Life on Earth was dominated by microbes for roughly 4 billion years when multicellular life suddenly - then in the form of animals in robust ecosystems - made a vigorous entry. Why animals diversified so late and so dramatically has remained unresolved and is a matter of hot debate.

The diversification of animals occurred over a geologically short period of time and is known as the Cambrian explosion. Many geologists have assumed that the Cambrian explosion was triggered by an increase of atmospheric oxygen.

However, a causal relationship between the Cambrian explosion and increasing atmospheric oxygen lacks convincing evidence.
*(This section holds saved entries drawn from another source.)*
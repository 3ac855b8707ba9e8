//! # pkgstage
//!
//! Build-pipeline helper that turns a tar payload plus optional install
//! scripts into a platform installer package.
//!
//! The pipeline is strictly sequential: parse arguments, stage the payload
//! into the scratch layout the packaging tool expects (`root` and `scripts`
//! directories), then invoke the native macOS `pkgbuild` tool. On platforms
//! without `pkgbuild` the staged layout is archived into a plain tar file
//! instead.
//!
//! ## Usage
//!
//! ```bash
//! pkgstage --out app.pkg --data payload.tar \
//!     --identifier com.example.app \
//!     --install-location /usr/local \
//!     --version 1.2.3 \
//!     --postinstall scripts/postinstall
//! ```
//!
//! Arguments may also be supplied via `@file` response files, one argument
//! per line, and `--data -` reads the payload archive from standard input.

#![deny(unsafe_code)]
#![warn(missing_docs)]
#![warn(rust_2018_idioms)]

pub mod cli;
pub mod error;
pub mod package;
pub mod settings;
pub mod stage;

// Re-export main types for public API
pub use cli::Args;
pub use error::{Error, Result};
pub use package::PackageFormat;
pub use settings::PackageSettings;
pub use stage::{InstallScripts, Staging};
Indeed, research over the last years weaken the support for a correlation between the Cambrian explosion and increasing atmospheric oxygen. For example, dramatic changes in atmospheric oxygen are noted both before and after the Cambrian, but not specifically when animal diversification took off.

Simple animals are furthermore noted to require surprisingly low oxygen levels, which would have been met well before the Cambrian.
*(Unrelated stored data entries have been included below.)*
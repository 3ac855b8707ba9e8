//! Fallback tarball creation from a staged layout.

use std::{
    collections::BTreeSet,
    fs,
    path::{Path, PathBuf},
};

use pkgstage::{
    package::tarball,
    stage::{InstallScripts, Staging},
};

fn payload_tar(dir: &Path) -> PathBuf {
    let path = dir.join("payload.tar");
    let file = fs::File::create(&path).unwrap();
    let mut tar = tar::Builder::new(file);

    for (name, contents) in [("a/b.txt", "alpha"), ("c/d.txt", "delta")] {
        let mut header = tar::Header::new_gnu();
        header.set_size(contents.len() as u64);
        header.set_mode(0o644);
        tar.append_data(&mut header, name, contents.as_bytes())
            .unwrap();
    }

    tar.finish().unwrap();
    path
}

#[tokio::test]
async fn tarball_holds_exactly_root_and_scripts() {
    let tmp = tempfile::tempdir().unwrap();
    let payload = payload_tar(tmp.path());

    let post = tmp.path().join("post.sh");
    fs::write(&post, "echo hi").unwrap();
    let scripts = InstallScripts {
        preinstall: None,
        postinstall: Some(post),
    };

    let staging = Staging::prepare(&payload, &scripts).await.unwrap();
    let out = tmp.path().join("out.pkg");
    tarball::build_tarball(&staging, &out).await.unwrap();

    let mut archive = tar::Archive::new(fs::File::open(&out).unwrap());
    let top_level: BTreeSet<String> = archive
        .entries()
        .unwrap()
        .map(|entry| {
            let entry = entry.unwrap();
            let path = entry.path().unwrap().into_owned();
            path.components()
                .next()
                .unwrap()
                .as_os_str()
                .to_string_lossy()
                .into_owned()
        })
        .collect();

    let expected: BTreeSet<String> = ["root", "scripts"].iter().map(|s| s.to_string()).collect();
    assert_eq!(top_level, expected);
}

#[tokio::test]
async fn tarball_preserves_staged_contents() {
    let tmp = tempfile::tempdir().unwrap();
    let payload = payload_tar(tmp.path());

    let post = tmp.path().join("post.sh");
    fs::write(&post, "echo hi").unwrap();
    let scripts = InstallScripts {
        preinstall: None,
        postinstall: Some(post),
    };

    let staging = Staging::prepare(&payload, &scripts).await.unwrap();
    let out = tmp.path().join("out.pkg");
    tarball::build_tarball(&staging, &out).await.unwrap();

    let unpacked = tmp.path().join("unpacked");
    let mut archive = tar::Archive::new(fs::File::open(&out).unwrap());
    archive.unpack(&unpacked).unwrap();

    assert_eq!(
        fs::read_to_string(unpacked.join("root/a/b.txt")).unwrap(),
        "alpha"
    );
    assert_eq!(
        fs::read_to_string(unpacked.join("root/c/d.txt")).unwrap(),
        "delta"
    );
    assert_eq!(
        fs::read_to_string(unpacked.join("scripts/postinstall")).unwrap(),
        "echo hi"
    );
}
"A heated hunt for the geochemical evidence that oxygen increased when animals diversified goes on but, after decades of discussion, it seems worthwhile to consider the development of multicellularity also from other angles", says geobiologist Emma Hammarlund, PhD and researcher at the division for translational cancer research at Lund University and guest researcher at the Nordic Center for Earth Evolution at the University of Southern Denmark.
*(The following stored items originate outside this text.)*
use std::cell::RefCell;
use std::collections::HashMap;
use std::rc::Rc;
use std::str::FromStr;

use log::warn;
use rand::rngs::StdRng;
use rand::{Rng, SeedableRng};
use serde::{Deserialize, Serialize};

use super::storage::{experiment_key, KeyValueStore};

#[derive(Debug, Clone, Copy, PartialEq, Eq, Hash, Serialize, Deserialize)]
pub enum Variant {
    A,
    B,
}

impl Variant {
    pub fn as_str(&self) -> &'static str {
        match self {
            Variant::A => "A",
            Variant::B => "B",
        }
    }
}

impl FromStr for Variant {
    type Err = ();

    fn from_str(s: &str) -> Result<Self, Self::Err> {
        match s {
            "A" => Ok(Variant::A),
            "B" => Ok(Variant::B),
            _ => Err(()),
        }
    }
}

/// Durable A/B assignments, one per experiment id.
///
/// Every variant served is also held in memory, so an assignment stays fixed
/// for the page lifetime even when the store refuses writes.
pub struct ExperimentBook {
    store: Rc<dyn KeyValueStore>,
    rng: RefCell<StdRng>,
    assigned: RefCell<HashMap<String, Variant>>,
}

impl ExperimentBook {
    pub fn new(store: Rc<dyn KeyValueStore>) -> Self {
        Self::with_rng(store, StdRng::from_entropy())
    }

    pub fn with_rng(store: Rc<dyn KeyValueStore>, rng: StdRng) -> Self {
        Self {
            store,
            rng: RefCell::new(rng),
            assigned: RefCell::new(HashMap::new()),
        }
    }

    pub fn lookup(&self, experiment_id: &str) -> Option<Variant> {
        if let Some(variant) = self.assigned.borrow().get(experiment_id) {
            return Some(*variant);
        }
        let raw = self.store.get(&experiment_key(experiment_id))?;
        match raw.parse() {
            Ok(variant) => {
                self.remember(experiment_id, variant);
                Some(variant)
            }
            Err(()) => {
                warn!(
                    "Ignoring unrecognized variant {:?} stored for experiment {}",
                    raw, experiment_id
                );
                None
            }
        }
    }

    /// Draws 50/50 and persists. Callers check `lookup` first.
    pub fn assign(&self, experiment_id: &str) -> Variant {
        let variant = if self.rng.borrow_mut().gen_bool(0.5) {
            Variant::A
        } else {
            Variant::B
        };
        self.remember(experiment_id, variant);
        if let Err(e) = self
            .store
            .set(&experiment_key(experiment_id), variant.as_str())
        {
            warn!(
                "Failed to persist variant for experiment {}: {}",
                experiment_id, e
            );
        }
        variant
    }

    fn remember(&self, experiment_id: &str, variant: Variant) {
        self.assigned
            .borrow_mut()
            .insert(experiment_id.to_string(), variant);
    }
}

#[cfg(test)]
mod tests {
    use super::*;
    use crate::analytics::storage::{MemoryStore, StorageError};

    struct ReadOnlyStore;

    impl KeyValueStore for ReadOnlyStore {
        fn get(&self, _key: &str) -> Option<String> {
            None
        }

        fn set(&self, key: &str, _value: &str) -> Result<(), StorageError> {
            Err(StorageError::Write {
                key: key.to_string(),
                reason: "QuotaExceededError".to_string(),
            })
        }

        fn remove(&self, _key: &str) -> Result<(), StorageError> {
            Ok(())
        }
    }

    #[test]
    fn assignment_is_persisted_and_read_back() {
        let store = Rc::new(MemoryStore::new());
        let book = ExperimentBook::with_rng(store.clone(), StdRng::seed_from_u64(7));
        assert_eq!(book.lookup("hero"), None);
        let variant = book.assign("hero");
        assert_eq!(book.lookup("hero"), Some(variant));
        assert_eq!(store.get("clinic_experiment_hero").as_deref(), Some(variant.as_str()));
    }

    #[test]
    fn unknown_stored_values_are_ignored() {
        let store = Rc::new(MemoryStore::new());
        store.set("clinic_experiment_hero", "C").unwrap();
        let book = ExperimentBook::new(store);
        assert_eq!(book.lookup("hero"), None);
    }

    #[test]
    fn draws_produce_both_variants() {
        let book = ExperimentBook::with_rng(Rc::new(MemoryStore::new()), StdRng::seed_from_u64(42));
        let drawn: Vec<Variant> = (0..64).map(|n| book.assign(&format!("exp_{}", n))).collect();
        assert!(drawn.contains(&Variant::A));
        assert!(drawn.contains(&Variant::B));
    }

    #[test]
    fn assignment_holds_when_store_rejects_writes() {
        let book = ExperimentBook::with_rng(Rc::new(ReadOnlyStore), StdRng::seed_from_u64(11));
        let variant = book.assign("hero");
        for _ in 0..10 {
            assert_eq!(book.lookup("hero"), Some(variant));
        }
    }
}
In order to understand more about the conditions for multicellular life, Emma Hammarlund contacted tumor biologist, Professor Sven Påhlman at the Department of Laboratory Medicine at Lund University, who has explored the importance of low oxygen concentrations, or so-called hypoxia, in the tumor setting for nearly two decades.

"I wanted to learn what tumor scientists observe on a daily basis, in terms of tissue growth and how it relates to oxygen. Tumours are after all, and unfortunately, successful versions of multicellularity", explains Emma Hammarlund".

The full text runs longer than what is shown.